With 601 pages of text and nearly 200 pages of notes and bibliography, “Destiny and Power” is not a light read. Yet this meticulously-researched (and largely sympathetic) biography feels more sprightly than it appears. In his customary style, Meacham has written a thoughtful, well-informed and exquisitely articulate life-and-times.
It is uncommon for a biographer and his or her subject to meet…and even more extraordinary for an author to receive the type of cooperation Meacham received from George H. W. Bush. For more than a decade, Bush sat for numerous interviews, provided access to his personal diaries and encouraged the cooperation of his family and political colleagues. This is one of the book’s greatest strengths – but also one of its latent weaknesses.

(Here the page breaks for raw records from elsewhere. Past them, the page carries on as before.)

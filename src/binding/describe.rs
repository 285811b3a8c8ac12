//! Type registration
//!
//! `Bindable::describe` is run once per type, the first time an instance is
//! resolved. It lists the type's bindable members (with getter/setter pairs)
//! and its handler methods:
//!
//! ```ignore
//! impl Bindable for Player {
//!     fn node(&self) -> NodeId { self.node }
//!
//!     fn describe(ty: &mut TypeBuilder<Self>) {
//!         ty.field("_weapon", MemberType::Node("Sprite2D"),
//!                  |p| p.weapon.into(),
//!                  |p, v| { p.weapon = Some(v.try_into()?); Ok(()) })
//!             .node_path("");
//!         ty.handler("on_hit", |p, _| p.hits += 1).on("damaged");
//!     }
//! }
//! ```

use std::sync::Arc;

use tracing::warn;

use crate::interner::intern;
use crate::tree::NodeId;

use super::member::{
    BindableMember, Directive, Getter, HandlerBinding, HandlerMethod, Invoker, MemberKind,
    MemberType, Setter, TypeEntry,
};

/// An object living on a scene-tree node whose members can be bound
pub trait Bindable: Sized + 'static {
    /// Register members and handlers. Called once per type.
    ///
    /// May fetch metadata for other types through a `MetadataCache`, but must
    /// not request its own type (directly or through a cycle of types): that
    /// waits on the build already in progress and never returns.
    fn describe(ty: &mut TypeBuilder<Self>);

    /// Node this instance is attached to
    fn node(&self) -> NodeId;

    /// Name used in diagnostics; defaults to the unqualified Rust type name
    fn type_name() -> &'static str {
        let full = std::any::type_name::<Self>();
        full.rsplit("::").next().unwrap_or(full)
    }
}

/// Collects a type's metadata during `Bindable::describe`
pub struct TypeBuilder<T> {
    type_name: &'static str,
    members: Vec<BindableMember<T>>,
    methods: Vec<HandlerMethod<T>>,
    handlers: Vec<HandlerBinding>,
}

impl<T: Bindable> TypeBuilder<T> {
    pub(crate) fn build() -> TypeEntry<T> {
        let mut builder = Self {
            type_name: T::type_name(),
            members: Vec::new(),
            methods: Vec::new(),
            handlers: Vec::new(),
        };
        T::describe(&mut builder);
        builder.finish()
    }
}

impl<T> TypeBuilder<T> {
    fn finish(mut self) -> TypeEntry<T> {
        // Stable: declaration order survives within each kind
        self.members.sort_by_key(|m| m.kind);
        TypeEntry {
            type_name: self.type_name,
            members: self.members,
            methods: self.methods,
            handlers: self.handlers,
        }
    }

    /// Register a field
    pub fn field(
        &mut self,
        name: &str,
        ty: MemberType,
        get: Getter<T>,
        set: Setter<T>,
    ) -> MemberBuilder<'_, T> {
        self.member(MemberKind::Field, name, ty, get, set)
    }

    /// Register a property
    pub fn property(
        &mut self,
        name: &str,
        ty: MemberType,
        get: Getter<T>,
        set: Setter<T>,
    ) -> MemberBuilder<'_, T> {
        self.member(MemberKind::Property, name, ty, get, set)
    }

    fn member(
        &mut self,
        kind: MemberKind,
        name: &str,
        ty: MemberType,
        get: Getter<T>,
        set: Setter<T>,
    ) -> MemberBuilder<'_, T> {
        if let Some(pos) = self.members.iter().position(|m| &*m.name == name) {
            warn!(type_name = self.type_name, member = name, "Member registered twice, keeping the last");
            self.members.remove(pos);
        }

        self.members.push(BindableMember {
            name: intern(name),
            ty,
            kind,
            directives: Vec::new(),
            get,
            set,
        });
        let type_name = self.type_name;
        let index = self.members.len() - 1;
        MemberBuilder {
            type_name,
            member: &mut self.members[index],
        }
    }

    /// Register a handler method; chain `.on(..)` to subscribe it
    pub fn handler(&mut self, method: &str, invoke: Invoker<T>) -> HandlerBuilder<'_> {
        let method = intern(method);
        match self.methods.iter_mut().find(|m| m.name == method) {
            Some(existing) => existing.invoke = invoke,
            None => self.methods.push(HandlerMethod {
                name: method.clone(),
                invoke,
            }),
        }
        HandlerBuilder {
            handlers: &mut self.handlers,
            method,
        }
    }
}

/// Attaches directives to the member just registered
pub struct MemberBuilder<'a, T> {
    type_name: &'static str,
    member: &'a mut BindableMember<T>,
}

impl<T> MemberBuilder<'_, T> {
    /// Bind the node at `path`; an empty path falls back to naming conventions
    pub fn node_path(self, path: &str) -> Self {
        self.directive(Directive::NodePath(path.to_string()))
    }

    /// Bind the node at the path held by `member`
    pub fn resolve_node(self, member: &str) -> Self {
        self.directive(Directive::ResolveNode(member.to_string()))
    }

    /// Bind the resource loaded from `id`
    pub fn resource(self, id: &str) -> Self {
        self.directive(Directive::Resource(id.to_string()))
    }

    /// Bind a registry singleton, found by the member's name or type
    pub fn singleton(self) -> Self {
        self.directive(Directive::Singleton(None))
    }

    /// Bind a registry singleton by explicit name
    pub fn singleton_named(self, name: &str) -> Self {
        self.directive(Directive::Singleton(Some(name.to_string())))
    }

    /// Attach a directive, replacing any existing one of the same kind
    pub fn directive(self, directive: Directive) -> Self {
        let kind = directive.kind();
        if let Some(slot) = self.member.directives.iter_mut().find(|d| d.kind() == kind) {
            warn!(
                type_name = self.type_name,
                member = %self.member.name,
                ?kind,
                "Directive declared twice, keeping the last"
            );
            *slot = directive;
        } else {
            self.member.directives.push(directive);
        }
        self
    }
}

/// Attaches signal subscriptions to the handler just registered
pub struct HandlerBuilder<'a> {
    handlers: &'a mut Vec<HandlerBinding>,
    method: Arc<str>,
}

impl HandlerBuilder<'_> {
    /// Run this handler when the object's own node emits `signal`
    pub fn on(self, signal: &str) -> Self {
        self.push(signal, None)
    }

    /// Run this handler when the node held by `source` emits `signal`
    pub fn on_member(self, signal: &str, source: &str) -> Self {
        self.push(signal, Some(source))
    }

    fn push(self, signal: &str, source: Option<&str>) -> Self {
        let binding = HandlerBinding {
            method: self.method.clone(),
            signal: intern(signal),
            source: source.map(intern),
        };
        if !self.handlers.contains(&binding) {
            self.handlers.push(binding);
        }
        self
    }
}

As a result of this intimacy between biographer and subject, the reader is treated to a degree of familiarity which cannot be captured in most presidential biographies. In many respects, Meacham’s biography often feels like the memoirs Bush 41 never wrote…but with a professional patina.
Bush’s pre-presidency takes up just over half the book while one-third of the biography is allocated to his single term in the White House. The final sixty pages are spent reviewing Bush’s retirement with an emphasis on his relationship with Jeb, George and Bill Clinton.

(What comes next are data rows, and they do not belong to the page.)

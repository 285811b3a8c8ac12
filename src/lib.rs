//! Nodewire - declarative member binding for scene-tree objects

pub mod binding;
pub mod class_db;
pub mod config;
pub mod error;
pub mod interner;
pub mod logging;
pub mod node_path;
pub mod resolver;
pub mod resource;
pub mod signal;
pub mod tree;
pub mod variant;

pub use binding::{Bindable, Directive, MemberType, MetadataCache, TypeBuilder, TypeEntry};
pub use class_db::ClassDb;
pub use config::{MissingNodePolicy, ResolverConfig};
pub use error::{BindError, FixSuggestion, ResourceError, Result};
pub use logging::init_logging;
pub use node_path::NodePath;
pub use resolver::{ReadyReport, Resolver};
pub use resource::{FsResourceLoader, MemoryResourceLoader, Resource, ResourceLoader};
pub use signal::{Callable, SignalHub};
pub use tree::{NodeId, SceneTree};
pub use variant::{Variant, VariantError};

The earliest decades of Bush’s life are nicely covered but seem to pass too quickly, particularly since the author had a unique opportunity to explore his subject’s years at Andover, in the Navy and in his business career with even greater depth. Similarly, Bush’s early political career retreats too rapidly – his transition into politics, his first campaign for Congress, and his service at the UN, RNC and CIA hardly linger long enough to leave a distinct impression.

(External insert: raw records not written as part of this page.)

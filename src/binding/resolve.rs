//! Candidate-name construction and lookup
//!
//! A member is matched against an ordered list of candidate paths. Each
//! candidate is tried relative to the object's node first and then relative
//! to its owner (the scene root it was instanced under), so members can name
//! either a child or a sibling elsewhere in the same scene.

use crate::node_path::{NodePath, UNIQUE_NAME_PREFIX};
use crate::tree::{NodeId, SceneTree};

/// `_weapon` → `Weapon`. None unless the name starts with `_` and has
/// something after it.
pub fn capitalized_variant(name: &str) -> Option<String> {
    let rest = name.strip_prefix('_')?;
    let mut chars = rest.chars();
    let first = chars.next()?;
    Some(first.to_uppercase().chain(chars).collect())
}

/// Candidates for a node-path binding, in lookup order:
/// declared path, member name, `%`member, capitalized, `%`capitalized,
/// declared type name. Empty entries are dropped.
pub fn node_candidates(declared: &str, member: &str, type_name: &str) -> Vec<String> {
    let capitalized = capitalized_variant(member);
    let unique = |name: &str| format!("{}{}", UNIQUE_NAME_PREFIX, name);

    let mut names = vec![declared.to_string(), member.to_string(), unique(member)];
    if let Some(cap) = capitalized {
        names.push(unique(&cap));
        names.insert(names.len() - 1, cap);
    }
    names.push(type_name.to_string());
    names.retain(|n| !n.is_empty());
    names
}

/// Candidates for a singleton binding, each placed under `prefix`:
/// explicit name, member name, capitalized, declared type name.
///
/// An explicit name containing `/` is taken as a full path.
pub fn singleton_candidates(
    prefix: &str,
    explicit: Option<&str>,
    member: &str,
    type_name: &str,
) -> Vec<String> {
    let under_root = |name: &str| format!("{}/{}", prefix, name);

    let mut names = Vec::with_capacity(4);
    match explicit {
        Some(name) if name.contains('/') => names.push(name.to_string()),
        Some(name) if !name.is_empty() => names.push(under_root(name)),
        _ => {}
    }
    if !member.is_empty() {
        names.push(under_root(member));
    }
    if let Some(cap) = capitalized_variant(member) {
        names.push(under_root(&cap));
    }
    if !type_name.is_empty() {
        names.push(under_root(type_name));
    }
    names
}

/// First node matched by `candidates`, trying `node` then its owner for each
pub fn resolve_candidates<S: AsRef<str>>(
    tree: &SceneTree,
    node: NodeId,
    candidates: &[S],
) -> Option<NodeId> {
    let owner = tree.owner(node).filter(|owner| *owner != node);

    candidates
        .iter()
        .map(AsRef::as_ref)
        .filter(|name| !name.is_empty())
        .find_map(|name| {
            let path = NodePath::new(name);
            tree.get_node_or_null(node, &path)
                .or_else(|| owner.and_then(|owner| tree.get_node_or_null(owner, &path)))
        })
}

The narrative’s pace slows once Bush seeks the presidential nomination in 1988. But while Meacham’s description of the president-elect assembling his inner-circle is often fascinating there is very little insight into how he selected most of his Cabinet. And, throughout the book, important supporting characters such as James Baker, Bob Dole and Dan Quayle receive only the briefest of introductions.
Iraq’s invasion of Kuwait (and Bush’s response) features prominently in Meacham’s coverage of the Bush presidency; these four chapters are among the most interesting in the book. And the most intriguing of Meacham’s revelations may be Bush’s thoughts on Dick Cheney and Donald Rumsfeld – and their impact on the Bush 43 presidency.
Ironically given its length, if Meacham’s biography has one overarching flaw, it’s that it is not nearly long – or detailed – enough. As a result, while it covers discrete events well (and always seems to know what is on Bush’s mind) too frequently it fails to answer questions that fall out of the narrative, or to probe more deeply, or to fully analyze or assess.
Overall, Jon Meacham’s biography of George H. W. Bush is very good…but fell short of my expectations. Because as revealing as this biography proves to be – largely due to the relationship between author and subject – it is never as deep, critical or penetrating as I hoped. But it provides an otherwise excellent (if admiring) review of the remarkably eventful life and career of George H. W. Bush.
Overall rating: 4 stars
Note: Bush was to live another three years after this biography was published. And while he reviewed much of the manuscript he apparently exerted no editorial influence. Meacham, of course, was chosen to deliver one of the eulogies at George H.W. Bush’s funeral.